For those who know the Bible, Ruth is not just a sweet love story. It’s a story of immigration in its many dimensions. The story begins with Naomi and Elimelech leaving Bethlehem for Moab to escape starvation. Famine hurts the working poor and the lower middle class hardest.   When there is no choice, people leave their homelands not because they want to, but because they have to, simply to survive. Naomi and Elimelech, like today’s immigrants, cross the border to Moab. We don’t know how they were received, but like so many immigrants today, they work hard, raise a family, and establish themselves in their new land. Their two boys even marry Moabite girls. We don’t know how Naomi or Elimelech felt about this mixed marriage, or how Orpah’s or Ruth’s families responded to their daughters marrying Israelites, but ultimately the two couples were accepted by both families, we suspect.
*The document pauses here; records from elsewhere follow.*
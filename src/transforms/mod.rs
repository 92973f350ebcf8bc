// SPDX-License-Identifier: MIT OR Apache-2.0
// Copyright (c) 2025 climprep contributors

//! Named dataset transforms
//!
//! Every recipe step is looked up by name in a [`TransformRegistry`] and
//! called with the current dataset and the step's keyword arguments.

mod builtin;

use serde::de::DeserializeOwned;
use serde::Serialize;
use serde_json::{Map, Value};
use std::collections::HashMap;
use std::sync::Arc;

use crate::dataset::Dataset;

/// Keyword arguments of one step invocation
#[derive(Debug, Clone, Default, PartialEq, Serialize)]
#[serde(transparent)]
pub struct StepArgs(Map<String, Value>);

impl StepArgs {
    pub fn new() -> Self {
        Self::default()
    }

    /// Accept a mapping, or null for no arguments
    pub fn from_value(value: Value) -> Result<Self, String> {
        match value {
            Value::Null => Ok(Self::default()),
            Value::Object(map) => Ok(Self(map)),
            other => Err(format!(
                "keyword arguments must be a mapping, found {}",
                kind_of(&other)
            )),
        }
    }

    /// Add one argument
    pub fn with(mut self, key: &str, value: impl Into<Value>) -> Self {
        self.0.insert(key.to_string(), value.into());
        self
    }

    pub fn is_empty(&self) -> bool {
        self.0.is_empty()
    }

    pub fn get(&self, key: &str) -> Option<&Value> {
        self.0.get(key)
    }

    pub fn as_map(&self) -> &Map<String, Value> {
        &self.0
    }

    /// Deserialize into a transform's typed arguments
    pub fn parse<T: DeserializeOwned>(&self) -> anyhow::Result<T> {
        serde_json::from_value(Value::Object(self.0.clone()))
            .map_err(|e| anyhow::anyhow!("invalid arguments: {}", e))
    }
}

fn kind_of(value: &Value) -> &'static str {
    match value {
        Value::Null => "null",
        Value::Bool(_) => "a boolean",
        Value::Number(_) => "a number",
        Value::String(_) => "a string",
        Value::Array(_) => "a list",
        Value::Object(_) => "a mapping",
    }
}

/// A dataset-in, dataset-out step
pub trait Transform: Send + Sync {
    fn apply(&self, dataset: Dataset, args: &StepArgs) -> anyhow::Result<Dataset>;
}

impl<F> Transform for F
where
    F: Fn(Dataset, &StepArgs) -> anyhow::Result<Dataset> + Send + Sync,
{
    fn apply(&self, dataset: Dataset, args: &StepArgs) -> anyhow::Result<Dataset> {
        self(dataset, args)
    }
}

/// Name to transform mapping, fixed before a run starts
#[derive(Clone, Default)]
pub struct TransformRegistry {
    transforms: HashMap<String, Arc<dyn Transform>>,
}

impl TransformRegistry {
    /// An empty registry
    pub fn new() -> Self {
        Self::default()
    }

    /// A registry holding the built-in catalogue
    pub fn with_builtins() -> Self {
        let mut registry = Self::new();
        builtin::register_all(&mut registry);
        registry
    }

    /// Register a transform, replacing any previous one with this name
    pub fn register(&mut self, name: &str, transform: impl Transform + 'static) -> &mut Self {
        self.transforms.insert(name.to_string(), Arc::new(transform));
        self
    }

    pub fn get(&self, name: &str) -> Option<Arc<dyn Transform>> {
        self.transforms.get(name).cloned()
    }

    pub fn contains(&self, name: &str) -> bool {
        self.transforms.contains_key(name)
    }

    /// Registered names, sorted
    pub fn names(&self) -> Vec<&str> {
        let mut names: Vec<&str> = self.transforms.keys().map(String::as_str).collect();
        names.sort_unstable();
        names
    }

    pub fn len(&self) -> usize {
        self.transforms.len()
    }

    pub fn is_empty(&self) -> bool {
        self.transforms.is_empty()
    }
}

impl std::fmt::Debug for TransformRegistry {
    fn fmt(&self, f: &mut std::fmt::Formatter<'_>) -> std::fmt::Result {
        f.debug_struct("TransformRegistry")
            .field("transforms", &self.names())
            .finish()
    }
}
Tragedy strikes. All three males die, and three women are left without means of support in a patriarchal society. Hoping to avoid starvation once more, Naomi sets off to her homeland, this time with extra baggage, a childless Moabite widow. Both women band together out of love, but also simply to survive.
We don’t know if Ruth was accepted at first by the women and men of Bethlehem. She was, after all, a Moabite, and Moabites were viewed as spiritually inferior and morally suspect. Their women were sexually promiscuous, they worshipped other gods, and they were seen as military enemies throughout history. But, as the story goes: Ruth and Boaz meet and marry, have a son, who eventually becomes the grandfather of the great king David. Imagine, David, Israel’s greatest ruler, the descendant of a mixed marriage!
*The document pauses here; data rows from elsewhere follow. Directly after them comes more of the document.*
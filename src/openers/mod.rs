// SPDX-License-Identifier: MIT OR Apache-2.0
// Copyright (c) 2025 climprep contributors

//! Raw data openers
//!
//! An opener turns `(collection, group, variables)` into a dataset. Each
//! collection has its own opening method; combining several source files
//! of one group is the opener's job.

mod json;

pub use json::JsonDirOpener;

use async_trait::async_trait;
use std::collections::HashMap;
use std::sync::Arc;

use crate::dataset::Dataset;
use crate::errors::{PrepError, PrepResult};

/// Opening method for raw variables
#[async_trait]
pub trait Opener: Send + Sync {
    /// Open the requested variables of one input group
    ///
    /// `group` is `None` when the recipe lists variables without groups.
    async fn open(
        &self,
        collection: &str,
        group: Option<&str>,
        variables: &[String],
    ) -> PrepResult<Dataset>;
}

/// Per-collection openers with an optional fallback
#[derive(Clone, Default)]
pub struct OpenerRegistry {
    openers: HashMap<String, Arc<dyn Opener>>,
    fallback: Option<Arc<dyn Opener>>,
}

impl OpenerRegistry {
    pub fn new() -> Self {
        Self::default()
    }

    /// Register the opener of one collection
    pub fn register(&mut self, collection: &str, opener: impl Opener + 'static) -> &mut Self {
        self.openers.insert(collection.to_string(), Arc::new(opener));
        self
    }

    /// Opener used for collections without their own
    pub fn with_fallback(mut self, opener: impl Opener + 'static) -> Self {
        self.fallback = Some(Arc::new(opener));
        self
    }

    pub fn has(&self, collection: &str) -> bool {
        self.openers.contains_key(collection) || self.fallback.is_some()
    }

    /// Collections with a dedicated opener, sorted
    pub fn collections(&self) -> Vec<&str> {
        let mut names: Vec<&str> = self.openers.keys().map(String::as_str).collect();
        names.sort_unstable();
        names
    }

    /// Opener for a collection
    pub fn get(&self, collection: &str) -> PrepResult<Arc<dyn Opener>> {
        self.openers
            .get(collection)
            .or(self.fallback.as_ref())
            .cloned()
            .ok_or_else(|| {
                let available = self.collections();
                PrepError::OpenerNotFound {
                    collection: collection.to_string(),
                    available: if available.is_empty() {
                        "none".to_string()
                    } else {
                        available.join(", ")
                    },
                }
            })
    }
}

impl std::fmt::Debug for OpenerRegistry {
    fn fmt(&self, f: &mut std::fmt::Formatter<'_>) -> std::fmt::Result {
        f.debug_struct("OpenerRegistry")
            .field("collections", &self.collections())
            .field("fallback", &self.fallback.is_some())
            .finish()
    }
}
The story goes on. Centuries later, another child is born, Jesus our Savior, a descendant of this immigrant woman. To add to the drama, this child’s parents flee to Egypt, immigrants themselves, to escape danger like so many immigrant families today. Did the holy family survive in Egypt because someone provided hospitality to strangers and immigrants?
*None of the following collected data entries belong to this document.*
impl PipelineDriver {
    pub fn new(store: Arc<dyn ArtifactStore>, builder: ArtifactBuilder) -> Self {
        Self { store, builder }
    }

    pub fn store(&self) -> &Arc<dyn ArtifactStore> {
        &self.store
    }

    pub fn builder(&self) -> &ArtifactBuilder {
        &self.builder
    }

    /// Resolve the build order; an empty request means every target
    ///
    /// Undeclared local references already in the store become leaves.
    pub async fn resolve(&self, recipe: &Recipe, requested: &[String]) -> PrepResult<BuildPlan> {
        let mut materialized = Vec::new();
        for identifier in Resolver::undeclared_references(recipe) {
            if self
                .store
                .exists(&StoreKey::new(&recipe.name, &identifier))
                .await?
            {
                materialized.push(identifier);
            }
        }

        let resolver = Resolver::new(recipe).with_materialized(materialized);
        if requested.is_empty() {
            resolver.resolve_all()
        } else {
            resolver.resolve(requested)
        }
    }

    /// Resolve and report what a run would do, without building
    pub async fn plan(&self, recipe: &Recipe, requested: &[String]) -> PrepResult<Vec<PlannedTarget>> {
        let plan = self.resolve(recipe, requested).await?;
        let mut planned = Vec::with_capacity(plan.len());

        for identifier in &plan.order {
            let Some(entry) = recipe.entry(identifier) else {
                continue;
            };
            let key = StoreKey::new(&recipe.name, identifier);
            let present = self.store.exists(&key).await?;
            let stale = present && self.is_stale(&key, entry).await?;

            planned.push(PlannedTarget {
                identifier: identifier.clone(),
                dependencies: plan.dependencies_of(identifier).to_vec(),
                key,
                present,
                stale,
            });
        }

        Ok(planned)
    }

    /// Realize the requested targets
    ///
    /// Resolution errors abort the run. A failing target only takes its
    /// dependents down with it; independent targets still run.
    pub async fn run(&self, recipe: &Recipe, requested: &[String]) -> PrepResult<RunReport> {
        let start = Instant::now();
        let plan = self.resolve(recipe, requested).await?;

        info!(
            collection = %recipe.name,
            targets = plan.len(),
            order = ?plan.order,
            "Resolved build order"
        );
        for identifier in &plan.external {
            info!(target_id = %identifier, "Using stored artifact for undeclared reference");
        }

        let mut outcomes = Vec::with_capacity(plan.len());
        // Target -> the failed target it is blocked by
        let mut blocked: HashMap<String, String> = HashMap::new();

        for identifier in &plan.order {
            let Some(entry) = recipe.entry(identifier) else {
                continue;
            };
            let target_start = Instant::now();
            let key = StoreKey::new(&recipe.name, identifier);

            let failed_dependency = plan
                .dependencies_of(identifier)
                .iter()
                .find_map(|dep| blocked.get(dep))
                .cloned();

            // A stored artifact is complete whatever happened to its dependencies
            let status = match self.stored_status(&key, entry).await {
                Ok(Some(status)) => status,
                Ok(None) => match failed_dependency {
                    Some(failed_dependency) => {
                        warn!(
                            target_id = %identifier,
                            failed_dependency = %failed_dependency,
                            "Skipping target because a dependency failed"
                        );
                        blocked.insert(identifier.clone(), failed_dependency.clone());
                        TargetStatus::SkippedDueToFailure { failed_dependency }
                    }
                    None => match self.realize(recipe, identifier, entry, &key).await {
                        Ok(()) => TargetStatus::Built,
                        Err(e) => {
                            error!(target_id = %identifier, "Failed: {}", e);
                            blocked.insert(identifier.clone(), identifier.clone());
                            TargetStatus::Failed { error: e }
                        }
                    },
                },
                Err(e) => {
                    error!(target_id = %identifier, "Failed: {}", e);
                    blocked.insert(identifier.clone(), identifier.clone());
                    TargetStatus::Failed { error: e }
                }
            };

            outcomes.push(TargetOutcome {
                identifier: identifier.clone(),
                key,
                status,
                duration: target_start.elapsed(),
            });
        }

        let report = RunReport {
            collection: recipe.name.clone(),
            outcomes,
            duration: start.elapsed(),
        };

        if report.is_success() {
            info!(
                built = report.built(),
                already_present = report.already_present(),
                "Succeeded processing all targets"
            );
        } else {
            warn!(
                failed = report.failed(),
                skipped = report.skipped(),
                "Run finished with failures"
            );
        }

        Ok(report)
    }

    /// `AlreadyPresent` when the store holds the target, `None` when it must be built
    async fn stored_status(
        &self,
        key: &StoreKey,
        entry: &RecipeEntry,
    ) -> PrepResult<Option<TargetStatus>> {
        if !self.store.exists(key).await? {
            return Ok(None);
        }

        let stale = self.is_stale(key, entry).await?;
        if stale {
            warn!(
                key = %key,
                "Stored artifact was built from a different recipe entry; delete it to rebuild"
            );
        } else {
            info!(key = %key, "Already present");
        }
        Ok(Some(TargetStatus::AlreadyPresent { stale }))
    }

    /// Build one absent target and store it
    async fn realize(
        &self,
        recipe: &Recipe,
        identifier: &str,
        entry: &RecipeEntry,
        key: &StoreKey,
    ) -> PrepResult<()> {
        info!("Processing {} from {}", identifier, recipe.name);

        let mut prepared = IndexMap::new();
        for reference in &entry.uses.prepared {
            let dep_key = StoreKey::new(reference.collection(&recipe.name), reference.identifier());
            let ds = self.store.read(&dep_key).await?;
            prepared.insert(reference.clone(), ds);
        }

        let dataset = self
            .builder
            .build(&recipe.name, identifier, entry, &prepared)
            .await?;

        self.store
            .write(key, &dataset, &fingerprint(key, entry)?)
            .await?;
        info!(key = %key, "Stored artifact");

        Ok(())
    }

    async fn is_stale(&self, key: &StoreKey, entry: &RecipeEntry) -> PrepResult<bool> {
        match self.store.fingerprint(key).await? {
            Some(stored) => Ok(stored != fingerprint(key, entry)?),
            None => Ok(false),
        }
    }
}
Christians, especially preachers and politicians, would do well to read their bibles. Sadly, many Christians embrace racist attitudes rather than rational hospitality. They sink to the lowest common denominator, clapping and shouting approval to anti-immigrant harangues and opposing any support for the “least of these,” little children in search of safety and shelter.
Ruth reminds us that when we welcome immigrants, we may just be welcoming Jesus’ ancestors. Jesus challenges us to see his face in the “least of these” and goes even further to proclaim that God feels the joy and pain of the most vulnerable people we meet.
A bumper sticker announces, “Honk, if you love Jesus.” In response, another bumper sticker proclaims, “If you love Jesus, seek justice, any fool can honk!” Today’s Christians would do well to go “back to the Bible” and learn lessons of hospitality to immigrants. This doesn’t mean that we make our border porous. It does mean that after properly vetting immigrants, we welcome them into our land as God’s beloved children, who will bless us and our nation by their gifts. (For more on the story of Ruth, see Ruth and Esther: Women of Agency and Adventure, Energion, 2016)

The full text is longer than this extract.